[Data extracted from a collection]:
»»
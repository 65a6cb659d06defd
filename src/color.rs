use std::collections::{BTreeMap, BTreeSet};

use eframe::egui::Color32;
use palette::{Hsl, IntoColor, Srgb};

// ---------------------------------------------------------------------------
// Color palette generator
// ---------------------------------------------------------------------------

/// Generates `n` visually distinct colours using evenly spaced hues.
pub fn generate_palette(n: usize) -> Vec<Color32> {
    if n == 0 {
        return Vec::new();
    }
    (0..n)
        .map(|i| {
            let hue = (i as f32 / n as f32) * 360.0;
            let hsl = Hsl::new(hue, 0.65, 0.5);
            let rgb: Srgb = hsl.into_color();
            Color32::from_rgb(
                (rgb.red * 255.0) as u8,
                (rgb.green * 255.0) as u8,
                (rgb.blue * 255.0) as u8,
            )
        })
        .collect()
}

// ---------------------------------------------------------------------------
// Tag colours: tag → Color32
// ---------------------------------------------------------------------------

/// Gives each tag of the vocabulary a stable colour. Tags differing only in
/// case share a colour, matching how the tag filter compares them.
#[derive(Debug, Clone, Default)]
pub struct TagPalette {
    mapping: BTreeMap<String, Color32>,
}

impl TagPalette {
    pub fn new(vocabulary: &BTreeSet<String>) -> Self {
        let keys: BTreeSet<String> = vocabulary.iter().map(|t| t.to_lowercase()).collect();
        let palette = generate_palette(keys.len());
        TagPalette {
            mapping: keys.into_iter().zip(palette).collect(),
        }
    }

    /// Look up the colour for a tag.
    pub fn color_for(&self, tag: &str) -> Color32 {
        self.mapping
            .get(&tag.to_lowercase())
            .copied()
            .unwrap_or(Color32::GRAY)
    }
}

#[cfg(test)]
mod tests {
    use super::*;

    #[test]
    fn palette_has_requested_size() {
        assert!(generate_palette(0).is_empty());
        let colors = generate_palette(4);
        assert_eq!(colors.len(), 4);
        assert_ne!(colors[0], colors[2]);
    }

    #[test]
    fn case_variants_share_a_colour() {
        let vocab: BTreeSet<String> = ["Politics", "politics", "Economy"]
            .iter()
            .map(|s| s.to_string())
            .collect();
        let palette = TagPalette::new(&vocab);
        assert_eq!(palette.color_for("Politics"), palette.color_for("POLITICS"));
        assert_ne!(palette.color_for("Politics"), palette.color_for("Economy"));
        assert_eq!(palette.color_for("unknown"), Color32::GRAY);
    }
}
««
[Task requirements]: Return each line of the records above in which the word "TagPalette" occurs.

[Response to this exercise]:
pub struct TagPalette {
impl TagPalette {
        TagPalette {
        let palette = TagPalette::new(&vocab);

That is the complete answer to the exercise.